*** Opening Material to process ***

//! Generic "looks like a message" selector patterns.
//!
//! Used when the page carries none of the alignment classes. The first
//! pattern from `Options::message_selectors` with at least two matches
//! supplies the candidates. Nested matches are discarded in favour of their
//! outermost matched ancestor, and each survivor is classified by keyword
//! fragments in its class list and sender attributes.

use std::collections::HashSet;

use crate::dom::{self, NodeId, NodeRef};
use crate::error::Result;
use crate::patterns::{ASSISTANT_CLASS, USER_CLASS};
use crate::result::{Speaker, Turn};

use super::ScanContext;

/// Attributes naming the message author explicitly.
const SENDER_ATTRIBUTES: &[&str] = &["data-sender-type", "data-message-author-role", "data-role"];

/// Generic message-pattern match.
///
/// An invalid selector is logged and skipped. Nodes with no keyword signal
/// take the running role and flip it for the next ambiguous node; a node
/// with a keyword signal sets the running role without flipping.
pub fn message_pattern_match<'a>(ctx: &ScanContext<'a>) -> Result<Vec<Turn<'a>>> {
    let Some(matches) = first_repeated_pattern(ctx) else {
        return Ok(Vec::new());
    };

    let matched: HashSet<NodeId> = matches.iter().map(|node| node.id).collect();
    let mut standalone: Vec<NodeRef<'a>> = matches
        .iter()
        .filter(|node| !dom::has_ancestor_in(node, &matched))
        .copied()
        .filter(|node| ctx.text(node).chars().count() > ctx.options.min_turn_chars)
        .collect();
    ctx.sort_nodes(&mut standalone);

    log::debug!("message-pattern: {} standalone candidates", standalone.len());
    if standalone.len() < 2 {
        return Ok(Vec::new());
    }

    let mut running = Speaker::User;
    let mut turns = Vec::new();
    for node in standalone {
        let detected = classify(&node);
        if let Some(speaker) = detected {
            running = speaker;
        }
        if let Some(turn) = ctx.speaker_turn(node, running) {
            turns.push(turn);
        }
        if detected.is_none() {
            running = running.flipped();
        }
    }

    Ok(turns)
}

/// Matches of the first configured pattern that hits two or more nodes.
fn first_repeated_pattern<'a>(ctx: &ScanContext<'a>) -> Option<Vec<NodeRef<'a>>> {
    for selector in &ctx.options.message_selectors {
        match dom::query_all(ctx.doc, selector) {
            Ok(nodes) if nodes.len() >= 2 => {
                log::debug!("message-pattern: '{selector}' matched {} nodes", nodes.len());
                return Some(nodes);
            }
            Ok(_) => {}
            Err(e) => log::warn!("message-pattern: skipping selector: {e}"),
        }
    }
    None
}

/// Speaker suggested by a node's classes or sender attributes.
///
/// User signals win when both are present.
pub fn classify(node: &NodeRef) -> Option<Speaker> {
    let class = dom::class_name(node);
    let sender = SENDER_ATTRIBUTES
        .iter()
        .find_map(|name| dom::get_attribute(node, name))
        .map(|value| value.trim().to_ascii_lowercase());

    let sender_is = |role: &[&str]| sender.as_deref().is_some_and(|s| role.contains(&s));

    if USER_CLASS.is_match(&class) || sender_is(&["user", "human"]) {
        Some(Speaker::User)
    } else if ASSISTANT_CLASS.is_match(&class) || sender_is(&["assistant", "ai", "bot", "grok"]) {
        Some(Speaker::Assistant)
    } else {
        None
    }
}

*** Closing Material to process ***
*** Opening Material to process ***

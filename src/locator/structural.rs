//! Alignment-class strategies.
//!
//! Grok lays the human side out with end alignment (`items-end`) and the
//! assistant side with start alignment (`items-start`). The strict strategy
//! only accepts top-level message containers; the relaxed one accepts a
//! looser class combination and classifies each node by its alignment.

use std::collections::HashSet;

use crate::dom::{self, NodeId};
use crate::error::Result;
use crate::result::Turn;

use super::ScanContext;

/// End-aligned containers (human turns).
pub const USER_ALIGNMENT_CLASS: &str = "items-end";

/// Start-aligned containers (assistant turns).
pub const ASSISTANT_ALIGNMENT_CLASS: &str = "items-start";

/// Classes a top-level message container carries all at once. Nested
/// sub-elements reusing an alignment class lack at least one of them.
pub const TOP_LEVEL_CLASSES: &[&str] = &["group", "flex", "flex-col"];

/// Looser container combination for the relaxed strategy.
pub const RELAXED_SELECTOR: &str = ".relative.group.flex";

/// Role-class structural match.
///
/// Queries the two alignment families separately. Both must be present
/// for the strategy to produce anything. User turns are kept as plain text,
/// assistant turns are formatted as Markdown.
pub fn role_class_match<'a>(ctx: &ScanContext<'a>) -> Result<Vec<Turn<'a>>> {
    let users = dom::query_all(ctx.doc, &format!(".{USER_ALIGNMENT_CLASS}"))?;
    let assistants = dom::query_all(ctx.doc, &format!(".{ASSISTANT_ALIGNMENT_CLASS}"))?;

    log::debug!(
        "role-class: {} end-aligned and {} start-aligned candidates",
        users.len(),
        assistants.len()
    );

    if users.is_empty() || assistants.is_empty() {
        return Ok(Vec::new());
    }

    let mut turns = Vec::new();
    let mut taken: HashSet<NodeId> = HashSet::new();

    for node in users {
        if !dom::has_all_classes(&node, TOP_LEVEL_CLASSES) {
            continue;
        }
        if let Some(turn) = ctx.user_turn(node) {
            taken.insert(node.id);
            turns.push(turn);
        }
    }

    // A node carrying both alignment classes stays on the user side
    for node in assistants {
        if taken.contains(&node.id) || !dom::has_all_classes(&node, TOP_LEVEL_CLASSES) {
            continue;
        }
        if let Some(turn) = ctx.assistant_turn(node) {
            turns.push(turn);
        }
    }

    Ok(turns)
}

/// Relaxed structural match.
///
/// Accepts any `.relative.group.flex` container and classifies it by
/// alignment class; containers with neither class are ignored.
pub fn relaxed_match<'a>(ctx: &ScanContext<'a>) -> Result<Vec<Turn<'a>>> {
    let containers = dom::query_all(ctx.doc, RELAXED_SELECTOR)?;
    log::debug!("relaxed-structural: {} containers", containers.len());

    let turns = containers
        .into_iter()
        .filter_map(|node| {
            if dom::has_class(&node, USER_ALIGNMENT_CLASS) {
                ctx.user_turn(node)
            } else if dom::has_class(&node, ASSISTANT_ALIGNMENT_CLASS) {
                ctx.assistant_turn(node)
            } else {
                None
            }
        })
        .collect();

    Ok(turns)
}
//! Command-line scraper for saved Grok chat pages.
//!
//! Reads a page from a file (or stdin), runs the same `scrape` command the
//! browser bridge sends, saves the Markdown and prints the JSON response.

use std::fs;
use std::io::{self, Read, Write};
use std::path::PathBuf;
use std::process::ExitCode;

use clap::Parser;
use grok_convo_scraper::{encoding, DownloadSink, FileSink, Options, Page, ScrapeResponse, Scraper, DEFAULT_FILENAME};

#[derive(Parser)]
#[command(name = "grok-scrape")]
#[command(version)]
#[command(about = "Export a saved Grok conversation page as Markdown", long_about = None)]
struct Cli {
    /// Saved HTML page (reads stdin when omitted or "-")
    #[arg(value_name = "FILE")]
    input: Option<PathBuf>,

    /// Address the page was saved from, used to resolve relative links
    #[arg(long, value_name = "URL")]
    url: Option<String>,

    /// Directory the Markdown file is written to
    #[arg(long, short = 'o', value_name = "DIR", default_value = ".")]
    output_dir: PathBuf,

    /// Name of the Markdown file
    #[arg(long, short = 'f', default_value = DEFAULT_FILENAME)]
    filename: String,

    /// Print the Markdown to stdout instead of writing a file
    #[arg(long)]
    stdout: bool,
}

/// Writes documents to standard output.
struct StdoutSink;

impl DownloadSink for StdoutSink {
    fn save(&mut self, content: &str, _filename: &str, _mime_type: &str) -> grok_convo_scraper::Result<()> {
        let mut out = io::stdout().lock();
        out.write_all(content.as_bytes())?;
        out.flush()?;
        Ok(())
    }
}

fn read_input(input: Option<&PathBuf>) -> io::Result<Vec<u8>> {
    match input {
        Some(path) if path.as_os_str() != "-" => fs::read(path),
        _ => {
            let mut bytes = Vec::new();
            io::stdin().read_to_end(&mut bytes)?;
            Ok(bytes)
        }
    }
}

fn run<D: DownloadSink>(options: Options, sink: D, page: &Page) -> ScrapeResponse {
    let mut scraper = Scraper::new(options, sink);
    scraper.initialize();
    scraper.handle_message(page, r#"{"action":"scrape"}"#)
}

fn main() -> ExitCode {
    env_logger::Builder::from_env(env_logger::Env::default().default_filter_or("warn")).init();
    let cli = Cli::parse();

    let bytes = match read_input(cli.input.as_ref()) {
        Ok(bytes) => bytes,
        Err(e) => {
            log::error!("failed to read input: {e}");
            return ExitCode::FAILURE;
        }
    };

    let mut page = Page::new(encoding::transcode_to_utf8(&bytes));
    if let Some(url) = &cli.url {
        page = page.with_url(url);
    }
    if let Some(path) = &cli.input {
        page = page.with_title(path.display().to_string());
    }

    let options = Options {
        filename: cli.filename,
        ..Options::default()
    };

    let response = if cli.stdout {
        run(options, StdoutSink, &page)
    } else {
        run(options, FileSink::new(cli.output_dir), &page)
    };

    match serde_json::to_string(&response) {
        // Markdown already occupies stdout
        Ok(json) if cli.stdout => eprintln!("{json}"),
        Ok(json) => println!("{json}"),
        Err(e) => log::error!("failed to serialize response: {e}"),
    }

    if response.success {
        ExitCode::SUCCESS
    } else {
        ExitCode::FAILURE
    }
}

*** Closing Material to process ***
*** Opening Material to process ***

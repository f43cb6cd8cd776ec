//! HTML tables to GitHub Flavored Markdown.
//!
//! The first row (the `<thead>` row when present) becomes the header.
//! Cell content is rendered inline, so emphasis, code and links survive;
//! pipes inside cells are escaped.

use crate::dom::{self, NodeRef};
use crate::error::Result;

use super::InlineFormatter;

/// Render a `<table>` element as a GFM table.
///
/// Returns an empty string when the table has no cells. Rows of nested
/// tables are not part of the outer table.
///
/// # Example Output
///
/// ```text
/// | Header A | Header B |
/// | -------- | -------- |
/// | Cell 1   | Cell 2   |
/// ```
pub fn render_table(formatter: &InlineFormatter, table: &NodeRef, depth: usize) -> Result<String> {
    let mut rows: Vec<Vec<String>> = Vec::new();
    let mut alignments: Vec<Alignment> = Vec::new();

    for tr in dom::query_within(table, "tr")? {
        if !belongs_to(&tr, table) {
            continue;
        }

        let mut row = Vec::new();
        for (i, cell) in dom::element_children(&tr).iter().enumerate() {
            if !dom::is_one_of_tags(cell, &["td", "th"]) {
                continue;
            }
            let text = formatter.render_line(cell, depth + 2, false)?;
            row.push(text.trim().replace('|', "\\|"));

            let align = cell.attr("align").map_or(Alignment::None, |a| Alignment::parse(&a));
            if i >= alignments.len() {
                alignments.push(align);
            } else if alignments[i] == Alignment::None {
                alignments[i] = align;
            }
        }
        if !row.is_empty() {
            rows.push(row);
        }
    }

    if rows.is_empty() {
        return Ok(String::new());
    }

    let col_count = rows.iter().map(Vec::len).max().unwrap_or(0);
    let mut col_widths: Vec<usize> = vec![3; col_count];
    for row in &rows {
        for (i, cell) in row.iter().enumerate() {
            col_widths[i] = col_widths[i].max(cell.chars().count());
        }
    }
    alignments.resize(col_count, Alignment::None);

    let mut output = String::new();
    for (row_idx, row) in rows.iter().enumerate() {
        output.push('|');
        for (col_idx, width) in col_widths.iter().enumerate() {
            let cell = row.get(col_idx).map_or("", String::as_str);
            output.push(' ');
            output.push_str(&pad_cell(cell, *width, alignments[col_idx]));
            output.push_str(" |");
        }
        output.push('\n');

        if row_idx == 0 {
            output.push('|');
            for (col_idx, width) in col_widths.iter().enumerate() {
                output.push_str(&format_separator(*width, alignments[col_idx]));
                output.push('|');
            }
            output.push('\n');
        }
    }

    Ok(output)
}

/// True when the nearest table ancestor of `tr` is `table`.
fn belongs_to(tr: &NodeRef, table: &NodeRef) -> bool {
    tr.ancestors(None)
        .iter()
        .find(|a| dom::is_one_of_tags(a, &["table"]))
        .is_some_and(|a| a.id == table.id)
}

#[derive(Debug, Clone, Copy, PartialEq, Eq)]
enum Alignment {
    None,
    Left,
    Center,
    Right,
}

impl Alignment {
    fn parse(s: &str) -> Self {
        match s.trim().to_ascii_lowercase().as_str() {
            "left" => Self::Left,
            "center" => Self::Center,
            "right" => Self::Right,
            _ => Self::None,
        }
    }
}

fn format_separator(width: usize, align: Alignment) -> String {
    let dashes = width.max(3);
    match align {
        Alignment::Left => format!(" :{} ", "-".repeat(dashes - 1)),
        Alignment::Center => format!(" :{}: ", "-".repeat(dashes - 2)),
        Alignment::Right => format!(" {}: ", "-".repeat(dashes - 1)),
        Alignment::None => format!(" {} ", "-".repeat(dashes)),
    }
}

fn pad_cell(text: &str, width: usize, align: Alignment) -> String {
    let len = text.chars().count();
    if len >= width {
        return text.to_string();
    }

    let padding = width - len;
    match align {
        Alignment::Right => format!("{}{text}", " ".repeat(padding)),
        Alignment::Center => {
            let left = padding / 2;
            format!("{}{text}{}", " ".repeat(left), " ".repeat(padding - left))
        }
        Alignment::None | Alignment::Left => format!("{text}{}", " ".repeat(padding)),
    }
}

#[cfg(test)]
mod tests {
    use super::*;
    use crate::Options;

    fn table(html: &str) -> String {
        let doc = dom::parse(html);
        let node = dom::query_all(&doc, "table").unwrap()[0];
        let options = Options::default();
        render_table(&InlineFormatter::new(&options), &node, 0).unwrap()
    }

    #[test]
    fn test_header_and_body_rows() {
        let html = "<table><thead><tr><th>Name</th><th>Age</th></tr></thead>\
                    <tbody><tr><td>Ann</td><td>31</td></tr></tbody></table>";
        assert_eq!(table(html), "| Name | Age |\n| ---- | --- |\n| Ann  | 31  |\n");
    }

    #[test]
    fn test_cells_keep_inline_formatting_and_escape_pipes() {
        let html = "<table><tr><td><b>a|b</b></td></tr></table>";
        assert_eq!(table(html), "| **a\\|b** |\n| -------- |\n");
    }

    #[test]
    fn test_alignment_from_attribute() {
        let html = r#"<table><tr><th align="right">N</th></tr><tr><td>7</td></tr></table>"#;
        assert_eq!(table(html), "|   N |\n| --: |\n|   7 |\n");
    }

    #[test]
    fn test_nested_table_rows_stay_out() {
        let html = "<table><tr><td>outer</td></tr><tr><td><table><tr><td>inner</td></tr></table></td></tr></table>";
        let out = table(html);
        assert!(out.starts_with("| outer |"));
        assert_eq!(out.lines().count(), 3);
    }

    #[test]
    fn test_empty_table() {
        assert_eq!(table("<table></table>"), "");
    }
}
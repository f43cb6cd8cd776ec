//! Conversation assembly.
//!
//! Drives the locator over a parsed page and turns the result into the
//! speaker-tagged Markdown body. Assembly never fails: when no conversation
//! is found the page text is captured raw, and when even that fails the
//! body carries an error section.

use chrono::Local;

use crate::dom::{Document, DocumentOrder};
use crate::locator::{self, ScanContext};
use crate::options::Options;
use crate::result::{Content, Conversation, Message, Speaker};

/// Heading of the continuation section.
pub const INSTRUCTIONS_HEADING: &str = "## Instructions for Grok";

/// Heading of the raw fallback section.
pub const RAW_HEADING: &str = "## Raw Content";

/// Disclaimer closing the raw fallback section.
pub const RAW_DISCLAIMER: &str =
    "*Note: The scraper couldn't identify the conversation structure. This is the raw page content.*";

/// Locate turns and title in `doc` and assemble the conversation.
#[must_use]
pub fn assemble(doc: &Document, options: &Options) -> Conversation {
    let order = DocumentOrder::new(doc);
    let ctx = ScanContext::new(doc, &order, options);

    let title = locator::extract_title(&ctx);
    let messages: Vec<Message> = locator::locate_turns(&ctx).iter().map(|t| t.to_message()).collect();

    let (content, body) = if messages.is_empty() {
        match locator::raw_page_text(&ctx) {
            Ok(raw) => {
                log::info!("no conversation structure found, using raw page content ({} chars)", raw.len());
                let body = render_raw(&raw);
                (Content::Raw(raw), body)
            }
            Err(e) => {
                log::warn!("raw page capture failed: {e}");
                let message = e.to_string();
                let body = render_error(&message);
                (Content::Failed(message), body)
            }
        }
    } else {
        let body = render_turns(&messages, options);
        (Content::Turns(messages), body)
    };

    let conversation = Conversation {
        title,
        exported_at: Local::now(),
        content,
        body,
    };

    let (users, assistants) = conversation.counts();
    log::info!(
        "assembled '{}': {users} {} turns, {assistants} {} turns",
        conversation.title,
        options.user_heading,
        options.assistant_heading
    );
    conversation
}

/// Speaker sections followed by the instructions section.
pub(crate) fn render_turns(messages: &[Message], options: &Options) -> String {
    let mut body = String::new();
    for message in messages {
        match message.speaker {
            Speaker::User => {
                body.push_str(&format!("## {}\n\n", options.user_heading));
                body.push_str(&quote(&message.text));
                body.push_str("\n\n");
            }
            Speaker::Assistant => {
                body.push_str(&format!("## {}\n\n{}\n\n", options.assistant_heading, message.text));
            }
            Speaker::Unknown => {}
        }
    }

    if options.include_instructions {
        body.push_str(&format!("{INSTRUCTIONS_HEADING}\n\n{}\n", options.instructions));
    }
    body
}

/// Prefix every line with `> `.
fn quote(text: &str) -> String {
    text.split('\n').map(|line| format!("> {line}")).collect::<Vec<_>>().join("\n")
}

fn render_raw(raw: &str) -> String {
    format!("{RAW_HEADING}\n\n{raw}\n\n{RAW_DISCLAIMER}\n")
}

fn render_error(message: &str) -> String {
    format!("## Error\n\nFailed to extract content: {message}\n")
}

*** Closing Material to process ***

Work request =
From the records above, pull out every line containing the word "that".

Result =
/// Matches of the first configured pattern that hits two or more nodes.
//! is found the page text is captured raw, and when even that fails the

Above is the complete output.